## Exercise brief
Every line of the following records that includes "trim" should be copied.
Top of Records shown
use std::env;
use std::time::Duration;

use crate::db::{ConnectionSettings, DEFAULT_IDLE_TIMEOUT};
use crate::error::ConfigError;

#[derive(Debug, Clone)]
pub struct Config {
    pub settings: ConnectionSettings,
    pub idle_timeout: Duration,
    pub log_level: String,
}

impl Config {
    pub fn from_env() -> Result<Self, ConfigError> {
        // Load .env file if exists
        dotenvy::dotenv().ok();

        Self::from_lookup(|key| env::var(key).ok())
    }

    /// Builds the configuration from an arbitrary key lookup.
    pub fn from_lookup<F>(lookup: F) -> Result<Self, ConfigError>
    where
        F: Fn(&str) -> Option<String>,
    {
        let non_empty = |key: &str| lookup(key).filter(|v| !v.is_empty());

        let host = non_empty("RDB_HOST").unwrap_or_else(|| "localhost".to_string());
        let username = non_empty("RDB_USER").unwrap_or_else(|| "root".to_string());
        let password = lookup("RDB_PASSWORD").unwrap_or_default();

        let mut settings = ConnectionSettings::new(host, username, password);
        settings.database = non_empty("RDB_NAME");
        settings.socket = non_empty("RDB_SOCKET");
        settings.port = non_empty("RDB_PORT")
            .map(|p| parse_number::<u16>("RDB_PORT", p))
            .transpose()?;

        let idle_timeout = non_empty("RDB_IDLE_TIMEOUT_SECS")
            .map(|s| parse_number::<u64>("RDB_IDLE_TIMEOUT_SECS", s))
            .transpose()?
            .map(Duration::from_secs)
            .unwrap_or(DEFAULT_IDLE_TIMEOUT);

        let log_level = non_empty("LOG_LEVEL").unwrap_or_else(|| "info".to_string());

        Ok(Config {
            settings,
            idle_timeout,
            log_level,
        })
    }
}

fn parse_number<T: std::str::FromStr>(var: &'static str, value: String) -> Result<T, ConfigError> {
    value
        .trim()
        .parse()
        .map_err(|_| ConfigError::InvalidNumber { var, value })
}
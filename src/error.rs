use thiserror::Error;

/// Errors surfaced by [`ConnectionHolder`](crate::ConnectionHolder).
///
/// Close failures never show up here; they are logged and dropped.
#[derive(Debug, Error)]
pub enum DbError {
    #[error("Database Connection Failed: {source}")]
    ConnectFailed {
        target: String,
        #[source]
        source: sqlx::Error,
    },
}

impl DbError {
    /// Connection target (`user@host...`) the failed attempt was aimed at.
    pub fn target(&self) -> &str {
        match self {
            DbError::ConnectFailed { target, .. } => target,
        }
    }
}

#[derive(Debug, Error)]
pub enum ConfigError {
    #[error("{var} must be a number, got {value:?}")]
    InvalidNumber { var: &'static str, value: String },
}
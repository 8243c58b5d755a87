mod holder;
mod mysql;
mod settings;

pub use holder::{
    ConnectionGuard, ConnectionHolder, ConnectionState, ConnectionStatus, ExpiryMode,
    DEFAULT_IDLE_TIMEOUT,
};
pub use mysql::MySqlConnector;
pub use settings::ConnectionSettings;

use async_trait::async_trait;

/// Opens and closes the connections a [`ConnectionHolder`] hands out.
///
/// Dropping a connection without going through [`close`](Connector::close)
/// must still free it: a holder dropped outside a tokio runtime cannot call
/// `close` and falls back to dropping the connection.
#[async_trait]
pub trait Connector: Send + Sync + 'static {
    type Connection: Send + 'static;

    async fn open(&self, settings: &ConnectionSettings) -> Result<Self::Connection, sqlx::Error>;

    async fn close(&self, connection: Self::Connection) -> Result<(), sqlx::Error>;
}
//! The zoom level value type.

use std::fmt;

use serde::{Deserialize, Serialize};

use super::constants::{REFERENCE_DPI, REFERENCE_ZOOM};
use crate::error::{ZoomError, ZoomResult};

/// Display scaling as an integer percentage of the 96 DPI reference.
///
/// Always greater than zero. The only way to build one is through
/// [`ZoomLevel::new`] (or the DPI mapping), so code that takes a `ZoomLevel`
/// never has to re-check for a non-positive zoom.
#[derive(Debug, Clone, Copy, PartialEq, Eq, PartialOrd, Ord, Hash, Serialize, Deserialize)]
#[serde(try_from = "i32", into = "i32")]
pub struct ZoomLevel(i32);

impl ZoomLevel {
    /// 100%, the unscaled reference.
    pub const REFERENCE: ZoomLevel = ZoomLevel(REFERENCE_ZOOM);

    /// Validate a percentage. Zero or negative is rejected.
    pub fn new(percent: i32) -> ZoomResult<Self> {
        if percent > 0 {
            Ok(Self(percent))
        } else {
            Err(ZoomError::InvalidZoom(percent.into()))
        }
    }

    /// Map a DPI value to a zoom level: `round(dpi * 100 / 96)`.
    pub fn from_dpi(dpi: u32) -> ZoomResult<Self> {
        let zoom = (f64::from(dpi) * f64::from(REFERENCE_ZOOM) / f64::from(REFERENCE_DPI)).round();
        Self::new(zoom as i32)
    }

    /// Map back to a DPI value: `round(zoom * 96 / 100)`.
    pub fn to_dpi(self) -> u32 {
        (f64::from(self.0) * f64::from(REFERENCE_DPI) / f64::from(REFERENCE_ZOOM)).round() as u32
    }

    /// The raw percentage.
    pub fn percent(self) -> i32 {
        self.0
    }

    /// Linear scale factor relative to 100% (`zoom / 100`).
    pub fn scale_factor(self) -> f32 {
        self.0 as f32 / REFERENCE_ZOOM as f32
    }

    /// True for the 100% reference zoom.
    pub fn is_reference(self) -> bool {
        self.0 == REFERENCE_ZOOM
    }
}

impl Default for ZoomLevel {
    fn default() -> Self {
        Self::REFERENCE
    }
}

impl TryFrom<i32> for ZoomLevel {
    type Error = ZoomError;

    fn try_from(percent: i32) -> ZoomResult<Self> {
        Self::new(percent)
    }
}

impl From<ZoomLevel> for i32 {
    fn from(zoom: ZoomLevel) -> i32 {
        zoom.0
    }
}

impl fmt::Display for ZoomLevel {
    fn fmt(&self, f: &mut fmt::Formatter<'_>) -> fmt::Result {
        write!(f, "{}%", self.0)
    }
}
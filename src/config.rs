//! JSON configuration for the scaling policy.
//!
//! Stored as `config.json` under the platform config directory
//! (`%APPDATA%/zoomscale` on Windows, `$XDG_CONFIG_HOME/zoomscale` or
//! `~/.config/zoomscale` elsewhere). Environment variables override the
//! file; see [`ScalingConfig::with_env_overrides`].

use std::fmt;
use std::fs;
use std::io;
use std::path::{Path, PathBuf};
use std::str::FromStr;

use serde::{Deserialize, Serialize};
use tracing::debug;

use crate::error::{ZoomError, ZoomResult};
use crate::zoom::constants::{MAX_CONFIGURED_ZOOM, MIN_CONFIGURED_ZOOM, REFERENCE_ZOOM};
use crate::zoom::ZoomLevel;

/// Environment variable overriding [`ScalingConfig::auto_scale`].
pub const ENV_AUTOSCALE: &str = "ZOOMSCALE_AUTOSCALE";

/// Environment variable overriding [`ScalingConfig::auto_scale_on_runtime`].
pub const ENV_RUNTIME_AUTOSCALE: &str = "ZOOMSCALE_RUNTIME_AUTOSCALE";

/// How the device zoom is derived from the native (physical) zoom.
#[derive(Debug, Clone, Copy, PartialEq, Eq, Default, Serialize, Deserialize)]
#[serde(try_from = "String", into = "String")]
pub enum AutoScale {
    /// Never scale: device zoom is always 100%.
    Disabled,
    /// Round to whole multiples of 100%, never below 100%.
    #[default]
    Integer,
    /// 200% on any monitor above 100%, otherwise 100%.
    Integer200,
    /// Round to the nearest 25%.
    Quarter,
    /// Round to the nearest 50%.
    Half,
    /// Use the native zoom unchanged.
    Exact,
    /// A fixed percentage, clamped to 25..=1600.
    Fixed(i32),
}

impl AutoScale {
    /// Device zoom for a monitor whose physical zoom is `native`.
    pub fn device_zoom_for(self, native: ZoomLevel) -> ZoomLevel {
        let n = native.percent();
        let zoom = match self {
            Self::Disabled => REFERENCE_ZOOM,
            Self::Integer => (n.saturating_add(25) / 100 * 100).max(REFERENCE_ZOOM),
            Self::Integer200 => {
                if n > REFERENCE_ZOOM {
                    200
                } else {
                    REFERENCE_ZOOM
                }
            }
            Self::Quarter => round_to_step(n, 25),
            Self::Half => round_to_step(n, 50),
            Self::Exact => n,
            Self::Fixed(p) => p.clamp(MIN_CONFIGURED_ZOOM, MAX_CONFIGURED_ZOOM),
        };
        // every branch yields a positive percentage
        ZoomLevel::new(zoom).unwrap_or(ZoomLevel::REFERENCE)
    }
}

fn round_to_step(value: i32, step: i32) -> i32 {
    let steps = (f64::from(value) / f64::from(step)).round() as i64;
    let max = i64::from(i32::MAX / step * step);
    (steps * i64::from(step)).clamp(i64::from(step), max) as i32
}

impl FromStr for AutoScale {
    type Err = ZoomError;

    fn from_str(s: &str) -> ZoomResult<Self> {
        let t = s.trim();
        let mode = match t.to_ascii_lowercase().as_str() {
            "false" => Self::Disabled,
            "integer" => Self::Integer,
            "integer200" => Self::Integer200,
            "quarter" => Self::Quarter,
            "half" => Self::Half,
            "exact" => Self::Exact,
            other => match other.parse::<i32>() {
                Ok(p) => Self::Fixed(p),
                Err(_) => return Err(ZoomError::Config(format!("unknown auto-scale mode '{t}'"))),
            },
        };
        Ok(mode)
    }
}

impl TryFrom<String> for AutoScale {
    type Error = ZoomError;

    fn try_from(s: String) -> ZoomResult<Self> {
        s.parse()
    }
}

impl From<AutoScale> for String {
    fn from(mode: AutoScale) -> String {
        mode.to_string()
    }
}

impl fmt::Display for AutoScale {
    fn fmt(&self, f: &mut fmt::Formatter<'_>) -> fmt::Result {
        match self {
            Self::Disabled => f.write_str("false"),
            Self::Integer => f.write_str("integer"),
            Self::Integer200 => f.write_str("integer200"),
            Self::Quarter => f.write_str("quarter"),
            Self::Half => f.write_str("half"),
            Self::Exact => f.write_str("exact"),
            Self::Fixed(p) => write!(f, "{p}"),
        }
    }
}

/// Serializable scaling policy.
#[derive(Serialize, Deserialize, Debug, Clone, PartialEq, Eq)]
#[serde(default)]
pub struct ScalingConfig {
    /// Device zoom policy.
    pub auto_scale: AutoScale,
    /// Rescale widgets and fonts when a zoom change arrives at runtime.
    /// When off, zoom-change notifications are ignored and fonts resolve at
    /// the primary zoom.
    pub auto_scale_on_runtime: bool,
}

impl Default for ScalingConfig {
    fn default() -> Self {
        Self {
            auto_scale: AutoScale::Integer,
            auto_scale_on_runtime: true,
        }
    }
}

impl ScalingConfig {
    /// Load from a JSON file. A missing file yields the defaults; a
    /// malformed one is an error.
    pub fn load(path: &Path) -> ZoomResult<Self> {
        match fs::read_to_string(path) {
            Ok(contents) => {
                let config = serde_json::from_str(&contents)?;
                debug!(path = %path.display(), ?config, "loaded scaling config");
                Ok(config)
            }
            Err(e) if e.kind() == io::ErrorKind::NotFound => Ok(Self::default()),
            Err(e) => Err(e.into()),
        }
    }

    /// Write as pretty JSON, creating the parent directory if needed.
    pub fn save(&self, path: &Path) -> ZoomResult<()> {
        if let Some(parent) = path.parent() {
            fs::create_dir_all(parent)?;
        }
        let json = serde_json::to_string_pretty(self)?;
        fs::write(path, json)?;
        Ok(())
    }

    /// Apply [`ENV_AUTOSCALE`] and [`ENV_RUNTIME_AUTOSCALE`] from the process
    /// environment.
    pub fn with_env_overrides(self) -> ZoomResult<Self> {
        self.with_overrides(|name| std::env::var(name).ok())
    }

    /// Apply overrides from an arbitrary variable lookup.
    pub fn with_overrides(mut self, lookup: impl Fn(&str) -> Option<String>) -> ZoomResult<Self> {
        if let Some(value) = lookup(ENV_AUTOSCALE) {
            self.auto_scale = value.parse()?;
        }
        if let Some(value) = lookup(ENV_RUNTIME_AUTOSCALE) {
            self.auto_scale_on_runtime = match value.trim().to_ascii_lowercase().as_str() {
                "1" | "true" | "on" => true,
                "0" | "false" | "off" => false,
                _ => {
                    return Err(ZoomError::Config(format!(
                        "{ENV_RUNTIME_AUTOSCALE} must be true or false, got '{value}'"
                    )))
                }
            };
        }
        Ok(self)
    }
}

/// Default config file location.
pub fn config_path() -> PathBuf {
    let base = std::env::var_os("APPDATA")
        .or_else(|| std::env::var_os("XDG_CONFIG_HOME"))
        .map(PathBuf::from)
        .or_else(|| std::env::var_os("HOME").map(|home| PathBuf::from(home).join(".config")))
        .unwrap_or_else(|| PathBuf::from("."));
    base.join("zoomscale").join("config.json")
}

#[cfg(test)]
mod tests {
    use super::*;

    fn zoom(p: i32) -> ZoomLevel {
        ZoomLevel::new(p).unwrap()
    }

    #[test]
    fn test_integer_mode_rounds_to_hundreds() {
        assert_eq!(AutoScale::Integer.device_zoom_for(zoom(100)).percent(), 100);
        assert_eq!(AutoScale::Integer.device_zoom_for(zoom(125)).percent(), 100);
        assert_eq!(AutoScale::Integer.device_zoom_for(zoom(150)).percent(), 100);
        assert_eq!(AutoScale::Integer.device_zoom_for(zoom(175)).percent(), 200);
        assert_eq!(AutoScale::Integer.device_zoom_for(zoom(250)).percent(), 200);
        assert_eq!(AutoScale::Integer.device_zoom_for(zoom(75)).percent(), 100);
    }

    #[test]
    fn test_huge_native_zoom_stays_in_range() {
        let huge = zoom(i32::MAX);
        assert_eq!(AutoScale::Integer.device_zoom_for(huge).percent(), i32::MAX / 100 * 100);
        assert_eq!(AutoScale::Quarter.device_zoom_for(huge).percent(), i32::MAX / 25 * 25);
        assert_eq!(AutoScale::Half.device_zoom_for(huge).percent(), i32::MAX / 50 * 50);
        assert_eq!(AutoScale::Exact.device_zoom_for(huge), huge);
        assert_eq!(AutoScale::Integer200.device_zoom_for(huge).percent(), 200);
    }

    #[test]
    fn test_other_modes() {
        assert_eq!(AutoScale::Disabled.device_zoom_for(zoom(200)).percent(), 100);
        assert_eq!(AutoScale::Integer200.device_zoom_for(zoom(125)).percent(), 200);
        assert_eq!(AutoScale::Integer200.device_zoom_for(zoom(100)).percent(), 100);
        assert_eq!(AutoScale::Quarter.device_zoom_for(zoom(137)).percent(), 125);
        assert_eq!(AutoScale::Quarter.device_zoom_for(zoom(140)).percent(), 150);
        assert_eq!(AutoScale::Quarter.device_zoom_for(zoom(10)).percent(), 25);
        assert_eq!(AutoScale::Half.device_zoom_for(zoom(170)).percent(), 150);
        assert_eq!(AutoScale::Half.device_zoom_for(zoom(175)).percent(), 200);
        assert_eq!(AutoScale::Exact.device_zoom_for(zoom(137)).percent(), 137);
        assert_eq!(AutoScale::Fixed(3000).device_zoom_for(zoom(100)).percent(), 1600);
        assert_eq!(AutoScale::Fixed(10).device_zoom_for(zoom(100)).percent(), 25);
    }

    #[test]
    fn test_parse_modes() {
        assert_eq!("FALSE".parse::<AutoScale>().unwrap(), AutoScale::Disabled);
        assert_eq!(" quarter ".parse::<AutoScale>().unwrap(), AutoScale::Quarter);
        assert_eq!("175".parse::<AutoScale>().unwrap(), AutoScale::Fixed(175));
        assert!("sideways".parse::<AutoScale>().is_err());
    }

    #[test]
    fn test_config_json_roundtrip_uses_string_modes() {
        let config = ScalingConfig {
            auto_scale: AutoScale::Fixed(150),
            auto_scale_on_runtime: false,
        };
        let json = serde_json::to_string(&config).unwrap();
        assert!(json.contains("\"150\""));
        let back: ScalingConfig = serde_json::from_str(&json).unwrap();
        assert_eq!(back, config);
    }

    #[test]
    fn test_missing_fields_use_defaults() {
        let config: ScalingConfig = serde_json::from_str(r#"{"auto_scale":"exact"}"#).unwrap();
        assert_eq!(config.auto_scale, AutoScale::Exact);
        assert!(config.auto_scale_on_runtime);
    }

    #[test]
    fn test_overrides() {
        let config = ScalingConfig::default()
            .with_overrides(|name| match name {
                ENV_AUTOSCALE => Some("half".to_string()),
                ENV_RUNTIME_AUTOSCALE => Some("off".to_string()),
                _ => None,
            })
            .unwrap();
        assert_eq!(config.auto_scale, AutoScale::Half);
        assert!(!config.auto_scale_on_runtime);

        let bad = ScalingConfig::default().with_overrides(|name| {
            (name == ENV_RUNTIME_AUTOSCALE).then(|| "maybe".to_string())
        });
        assert!(matches!(bad, Err(ZoomError::Config(_))));
    }

    #[test]
    fn test_load_missing_file_gives_defaults() {
        let path = std::env::temp_dir().join("zoomscale-test-missing/nope.json");
        assert_eq!(ScalingConfig::load(&path).unwrap(), ScalingConfig::default());
    }

    #[test]
    fn test_save_then_load() {
        let dir = std::env::temp_dir().join(format!("zoomscale-test-{}", std::process::id()));
        let path = dir.join("nested").join("config.json");
        let config = ScalingConfig {
            auto_scale: AutoScale::Quarter,
            auto_scale_on_runtime: true,
        };
        config.save(&path).unwrap();
        assert_eq!(ScalingConfig::load(&path).unwrap(), config);

        fs::write(&path, "{ not json").unwrap();
        assert!(matches!(ScalingConfig::load(&path), Err(ZoomError::Config(_))));
        let _ = fs::remove_dir_all(&dir);
    }
}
Bottom of Records shown
## Task answer
        .trim()
        let t = s.trim();
            self.auto_scale_on_runtime = match value.trim().to_ascii_lowercase().as_str() {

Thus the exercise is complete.